Just like covid-19, it's a problem that belongs to all of us.
The guaranteed disruption to life in the future, because of climate change will not discriminate between the rich or poor, developed world or developing world.
It's a problem that we all know, needs solving quickly.
Interestingly though, climate change is a symptom of a deeper human behavioural condition that very few voices, who are vocal on the issue, appear to be recognising or addressing head on.
Climate change is a problem of over consumption and the unconscious normalisation of an endless stream of cheap consumer products and stuff to buy, made profitable for faceless shareholders by massive global value chains that leverage unthinkable efficiencies and scale to manifest economic growth thanks to a pervasive consumer mindset or hyper-consumption.
Climate change is the result of the world's obsession with buying too many cheap things that we don't need.
When politicians and economists get excited about GDP growth, that growth comes as the cost of the environment. When you hear '5% GDP growth', be sure to hear too the between-the-lines-story of the untold destruction of the natural world as a result.
Cheap food, cheap clothing, cheap toys, cheap cosmetics, cheap products that literally would not exist if the global machinery that allows them to be financially viable did not exist.
Reversing climate change will not be an outcome that will be realised thanks to the same machinery-of-scale and hyper-consumption mindset suddenly now making use of 'sustainable materials'.
ESG policies (as nice as they may sound) will not also reverse excess consumption and magically return the world back to some kind of chilled, community-driven equilibrium.
The challenging solution to the problem is a collective global realisation that the current metrics of success that we all blindly follow (shareholder value, profit and growth) are the exact drivers that are producing the problem.
The solution is a recognition that the 1972 publication The Limits to Growth wasn't some hair-brained, hippy suggestion, but an accurate warning and recommendation.
If buying a lot of stuff is the problem then the solution is not to buy the same quantity of stuff - just made differently, but rather to simply buy things that are made to last, and be wanted, for a long time.
The logical is simple - if everyone bought good quality, well-design, locally-made products that were produced by businesses that were structured to be sustainable rather than generate excess profits for anonymous shareholders, you would have no more climate change problem.
Patagonia is one brand that realises this - famously encouraging people to not buy anything (including their products) on Black Friday if they don't really need to.
What does this then mean?
What this means is that climate change is an issue that will very much affect the business model of every organisation in the future.
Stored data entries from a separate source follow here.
//! Portal picker shown after sign-in.

use crate::components::{theme, Component};
use crate::models::Role;
use crate::tui::Frame;
use anyhow::Result;
use crossterm::event::{KeyCode, KeyEvent};
use ratatui::{
    prelude::*,
    widgets::{Block, BorderType, Borders, Padding, Paragraph, Wrap},
};

#[derive(Debug, Clone, Copy, PartialEq, Eq)]
pub enum RoleAction {
    Select(Role),
}

#[derive(Debug, Default)]
pub struct RoleSelect {
    user_name: String,
    selected: usize,
    pub error_message: Option<String>,
}

impl RoleSelect {
    pub fn new(user_name: &str) -> Self {
        Self {
            user_name: user_name.to_string(),
            ..Default::default()
        }
    }

    pub fn selected_role(&self) -> Role {
        Role::ALL[self.selected]
    }

    fn render_card(&self, frame: &mut Frame, area: Rect, index: usize) {
        let role = Role::ALL[index];
        let focused = index == self.selected;
        let border = if focused {
            theme::BORDER_FOCUS
        } else {
            theme::BORDER
        };

        let block = Block::default()
            .borders(Borders::ALL)
            .border_type(BorderType::Rounded)
            .border_style(Style::default().fg(border))
            .style(Style::default().bg(theme::PANEL))
            .padding(Padding::new(2, 2, 1, 0));

        let mut lines = vec![
            Line::from(Span::styled(
                role.title(),
                Style::default()
                    .fg(if focused { theme::BORDER_FOCUS } else { theme::TEXT })
                    .add_modifier(Modifier::BOLD),
            )),
            Line::from(""),
            Line::from(Span::styled(
                role.description(),
                Style::default().fg(theme::TEXT_DIM),
            )),
        ];
        if role != Role::Patient {
            lines.push(Line::from(""));
            lines.push(Line::from(Span::styled(
                "Access code required",
                Style::default().fg(theme::HELP),
            )));
        }

        frame.render_widget(
            Paragraph::new(lines).block(block).wrap(Wrap { trim: true }),
            area,
        );
    }
}

impl Component for RoleSelect {
    type Action = RoleAction;

    fn handle_input(&mut self, event: KeyEvent) -> Result<Option<RoleAction>> {
        let count = Role::ALL.len();
        match event.code {
            KeyCode::Right | KeyCode::Tab => self.selected = (self.selected + 1) % count,
            KeyCode::Left | KeyCode::BackTab => self.selected = (self.selected + count - 1) % count,
            KeyCode::Down => self.selected = (self.selected + 2) % count,
            KeyCode::Up => self.selected = (self.selected + count - 2) % count,
            KeyCode::Char(c @ '1'..='4') => {
                self.selected = c as usize - '1' as usize;
                return Ok(Some(RoleAction::Select(self.selected_role())));
            }
            KeyCode::Enter => return Ok(Some(RoleAction::Select(self.selected_role()))),
            _ => {}
        }
        self.error_message = None;
        Ok(None)
    }

    fn render(&self, frame: &mut Frame) {
        let area = frame.area();
        frame.render_widget(
            Block::default().style(Style::default().bg(theme::BACKGROUND)),
            area,
        );

        let layout = Layout::default()
            .direction(Direction::Vertical)
            .constraints([
                Constraint::Length(3), // Header
                Constraint::Length(1), // Instruction
                Constraint::Min(12),   // Cards
                Constraint::Length(1), // Error
                Constraint::Length(1), // Help
            ])
            .margin(1)
            .split(area);

        let header = Paragraph::new(Line::from(vec![
            Span::styled(
                "Welcome to MedX, ",
                Style::default()
                    .fg(Color::White)
                    .add_modifier(Modifier::BOLD),
            ),
            Span::styled(
                self.user_name.as_str(),
                Style::default()
                    .fg(theme::ACCENT)
                    .add_modifier(Modifier::BOLD),
            ),
        ]))
        .alignment(Alignment::Center)
        .block(
            Block::default()
                .borders(Borders::BOTTOM)
                .border_style(Style::default().fg(theme::BORDER)),
        );
        frame.render_widget(header, layout[0]);

        let instruction = Paragraph::new("Select your portal:")
            .style(Style::default().fg(Color::Rgb(180, 190, 254)))
            .alignment(Alignment::Center);
        frame.render_widget(instruction, layout[1]);

        let rows = Layout::default()
            .direction(Direction::Vertical)
            .constraints([Constraint::Percentage(50), Constraint::Percentage(50)])
            .margin(1)
            .split(layout[2]);
        for (row_index, row) in rows.iter().enumerate() {
            let cols = Layout::default()
                .direction(Direction::Horizontal)
                .constraints([Constraint::Percentage(50), Constraint::Percentage(50)])
                .spacing(2)
                .split(*row);
            for (col_index, cell) in cols.iter().enumerate() {
                self.render_card(frame, *cell, row_index * 2 + col_index);
            }
        }

        if let Some(error) = &self.error_message {
            frame.render_widget(
                Paragraph::new(error.as_str())
                    .style(Style::default().fg(Color::Red))
                    .alignment(Alignment::Center),
                layout[3],
            );
        }

        let help = Paragraph::new("←→↑↓: Choose | Enter / 1-4: Open portal | Ctrl+Q: Quit")
            .style(Style::default().fg(theme::HELP))
            .alignment(Alignment::Center);
        frame.render_widget(help, layout[4]);
    }
}
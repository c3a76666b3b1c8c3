use crate::store::{Command, EntityStore};
use crate::tui::Frame;
use anyhow::Result;
use crossterm::event::KeyEvent;
use ratatui::prelude::*;

pub mod code_verify;
pub mod dashboard;
pub mod dialog;
pub mod login;
pub mod role_select;

/// A full-screen view that owns its own state.
pub trait Component {
    /// What the view asks the app to do.
    type Action;

    fn handle_input(&mut self, event: KeyEvent) -> Result<Option<Self::Action>>;
    fn render(&self, frame: &mut Frame);
}

/// Requests a dashboard hands back to the app.
#[derive(Debug, Clone, PartialEq, Eq)]
pub enum DashboardAction {
    Apply(Command),
    /// Run the symptom triage for this text.
    Analyze(String),
    Logout,
}

/// A role dashboard. Dashboards only read the store; writes go back as commands.
pub trait Dashboard {
    fn handle_input(
        &mut self,
        event: KeyEvent,
        store: &EntityStore,
    ) -> Result<Option<DashboardAction>>;

    fn render(&self, frame: &mut Frame, store: &EntityStore);

    /// Shows a rejected command to the user.
    fn report_error(&mut self, message: String);

    /// Called on every tick.
    fn tick(&mut self) {}
}

pub mod theme {
    use ratatui::style::Color;

    pub const BACKGROUND: Color = Color::Rgb(16, 16, 28);
    pub const PANEL: Color = Color::Rgb(22, 22, 35);
    pub const HEADER_ROW: Color = Color::Rgb(26, 26, 36);
    pub const BORDER: Color = Color::Rgb(75, 75, 120);
    pub const BORDER_FOCUS: Color = Color::Rgb(250, 250, 110);
    pub const TEXT: Color = Color::Rgb(230, 230, 250);
    pub const TEXT_DIM: Color = Color::Rgb(200, 200, 220);
    pub const HELP: Color = Color::Rgb(140, 140, 170);
    pub const HIGHLIGHT: Color = Color::Rgb(40, 40, 65);
    pub const ACCENT: Color = Color::Rgb(129, 199, 245);
    pub const SUCCESS: Color = Color::Rgb(140, 219, 140);
    pub const WARNING: Color = Color::Rgb(250, 200, 90);
    pub const INFO: Color = Color::Rgb(120, 170, 250);
    pub const DANGER: Color = Color::Rgb(255, 100, 100);
}

/// Badge colour for a status label.
pub fn status_style(status: &str) -> Style {
    let color = match status {
        "Completed" | "Delivered" | "Picked Up" | "Confirmed" => theme::SUCCESS,
        "Pending" | "Requested" | "Placed" => theme::WARNING,
        "En Route" | "Preparing" | "Ready" => theme::INFO,
        "Cancelled" => theme::DANGER,
        _ => theme::TEXT_DIM,
    };
    Style::default().fg(color).add_modifier(Modifier::BOLD)
}

/// Helper function to create a centered rectangle.
pub fn centered_rect(percent_x: u16, percent_y: u16, r: Rect) -> Rect {
    let popup_layout = Layout::default()
        .direction(Direction::Vertical)
        .constraints([
            Constraint::Percentage((100 - percent_y) / 2),
            Constraint::Percentage(percent_y),
            Constraint::Percentage((100 - percent_y) / 2),
        ])
        .split(r);

    Layout::default()
        .direction(Direction::Horizontal)
        .constraints([
            Constraint::Percentage((100 - percent_x) / 2),
            Constraint::Percentage(percent_x),
            Constraint::Percentage((100 - percent_x) / 2),
        ])
        .split(popup_layout[1])[1]
}

/// Moves a wrapping list selection one step.
pub(crate) fn step_selection(current: Option<usize>, len: usize, forward: bool) -> Option<usize> {
    if len == 0 {
        return None;
    }
    let next = match current {
        Some(i) if forward => (i + 1) % len,
        Some(i) => (i + len - 1) % len,
        None => 0,
    };
    Some(next)
}


#[cfg(test)]
mod tests {
    use super::*;

    #[test]
    fn badge_colours_follow_status_groups() {
        assert_eq!(status_style("Delivered").fg, Some(theme::SUCCESS));
        assert_eq!(status_style("Requested").fg, Some(theme::WARNING));
        assert_eq!(status_style("En Route").fg, Some(theme::INFO));
        assert_eq!(status_style("Cancelled").fg, Some(theme::DANGER));
    }

    #[test]
    fn selection_wraps_both_ways() {
        assert_eq!(step_selection(None, 0, true), None);
        assert_eq!(step_selection(None, 3, false), Some(0));
        assert_eq!(step_selection(Some(2), 3, true), Some(0));
        assert_eq!(step_selection(Some(0), 3, false), Some(2));
    }
}
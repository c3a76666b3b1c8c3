//! Database module for MedX.
//!
//! This module provides the document store the sign-in and access-code flows talk to.
//! It holds two record kinds keyed by identity uid: `activeUsers/{uid}` tracks whether an
//! account currently has a live session, and `accessCodes/{uid}` holds the permanent code
//! a privileged portal asks for. Callers go through the [`DocumentStore`] trait; the
//! shipped implementation keeps the records in SQLite.
//!
//! Reads and writes are independent statements. There is no transaction around a
//! read-then-write sequence, so two processes can both observe "no record" before either
//! writes.

use crate::models::Role;
use rusqlite::{params, Connection, OptionalExtension};
use std::path::Path;
use thiserror::Error;

/// Errors raised by the document store.
#[derive(Debug, Error)]
pub enum DbError {
    #[error("Database error: {0}")]
    Sqlite(#[from] rusqlite::Error),

    #[error("Corrupt {kind} record for {uid}: {reason}")]
    CorruptRecord {
        kind: &'static str,
        uid: String,
        reason: String,
    },
}

/// `activeUsers/{uid}` record.
#[derive(Debug, Clone, PartialEq, Eq)]
pub struct ActiveUser {
    pub email: String,
    pub is_active: bool,
}

/// `accessCodes/{uid}` record.
#[derive(Debug, Clone, PartialEq, Eq)]
pub struct AccessCodeRecord {
    pub email: String,
    pub role: Role,
    pub code: String,
    pub verified: bool,
}

/// Storage for session and access-code records.
///
/// Writes overwrite the whole record, the way a document `set` does.
pub trait DocumentStore {
    /// Fetches the active-session record for `uid`, if one exists.
    fn active_user(&self, uid: &str) -> Result<Option<ActiveUser>, DbError>;

    /// Creates or replaces the active-session record for `uid`.
    fn set_active_user(&mut self, uid: &str, record: &ActiveUser) -> Result<(), DbError>;

    /// Fetches the access-code record for `uid`, if one exists.
    fn access_code(&self, uid: &str) -> Result<Option<AccessCodeRecord>, DbError>;

    /// Creates or replaces the access-code record for `uid`.
    fn set_access_code(&mut self, uid: &str, record: &AccessCodeRecord) -> Result<(), DbError>;
}

/// SQLite-backed [`DocumentStore`].
pub struct SqliteStore {
    conn: Connection,
}

impl SqliteStore {
    /// Opens (or creates) the database file and applies the schema.
    ///
    /// # Arguments
    ///
    /// * `path` - Location of the SQLite database file.
    ///
    /// # Errors
    ///
    /// Returns an error if the file cannot be opened or the schema cannot be executed.
    pub fn open(path: impl AsRef<Path>) -> Result<Self, DbError> {
        let conn = Connection::open(path)?;
        Self::with_connection(conn)
    }

    /// Opens a private in-memory database. Records vanish when the store is dropped.
    pub fn open_in_memory() -> Result<Self, DbError> {
        let conn = Connection::open_in_memory()?;
        Self::with_connection(conn)
    }

    fn with_connection(conn: Connection) -> Result<Self, DbError> {
        // Read the schema from the schema.sql file
        let schema = include_str!("schema.sql");
        conn.execute_batch(schema)?;
        Ok(Self { conn })
    }
}

impl DocumentStore for SqliteStore {
    fn active_user(&self, uid: &str) -> Result<Option<ActiveUser>, DbError> {
        let record = self
            .conn
            .query_row(
                "SELECT email, is_active FROM active_users WHERE uid = ?",
                params![uid],
                |row| {
                    Ok(ActiveUser {
                        email: row.get(0)?,
                        is_active: row.get(1)?,
                    })
                },
            )
            .optional()?;
        Ok(record)
    }

    fn set_active_user(&mut self, uid: &str, record: &ActiveUser) -> Result<(), DbError> {
        self.conn.execute(
            "INSERT OR REPLACE INTO active_users (uid, email, is_active) VALUES (?, ?, ?)",
            params![uid, record.email, record.is_active],
        )?;
        Ok(())
    }

    /// Fetches the access-code record for `uid`.
    ///
    /// # Errors
    ///
    /// Returns [`DbError::CorruptRecord`] if the stored role is not one this build knows.
    fn access_code(&self, uid: &str) -> Result<Option<AccessCodeRecord>, DbError> {
        let row: Option<(String, String, String, bool)> = self
            .conn
            .query_row(
                "SELECT email, role, code, verified FROM access_codes WHERE uid = ?",
                params![uid],
                |row| Ok((row.get(0)?, row.get(1)?, row.get(2)?, row.get(3)?)),
            )
            .optional()?;

        let Some((email, role, code, verified)) = row else {
            return Ok(None);
        };

        let role = Role::parse(&role).ok_or_else(|| DbError::CorruptRecord {
            kind: "access code",
            uid: uid.to_string(),
            reason: format!("unknown role `{role}`"),
        })?;

        Ok(Some(AccessCodeRecord {
            email,
            role,
            code,
            verified,
        }))
    }

    fn set_access_code(&mut self, uid: &str, record: &AccessCodeRecord) -> Result<(), DbError> {
        self.conn.execute(
            "INSERT OR REPLACE INTO access_codes (uid, email, role, code, verified) VALUES (?, ?, ?, ?, ?)",
            params![
                uid,
                record.email,
                record.role.as_str(),
                record.code,
                record.verified,
            ],
        )?;
        Ok(())
    }
}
Consumers are wising up and choosing to buy differently.
If your business model is premised on growth, scale, efficiency, low-cost supply chains and low margins - you will find it increasingly difficult to hit your agreed targets and you may find that more and more consumers will turn their backs on your brand and your exploitative approach. Nike and Apple might be able to weather these kinds of PR-storms better than most because of their size, but the backlash for small organisations could be fatal.
Reputations will be brought into question and brands will fall in value.
Capitalism and climate change are interconnected - as pressure mounts on the one, so too will it increase on the other.
It's time to start exploring alternatives futures today.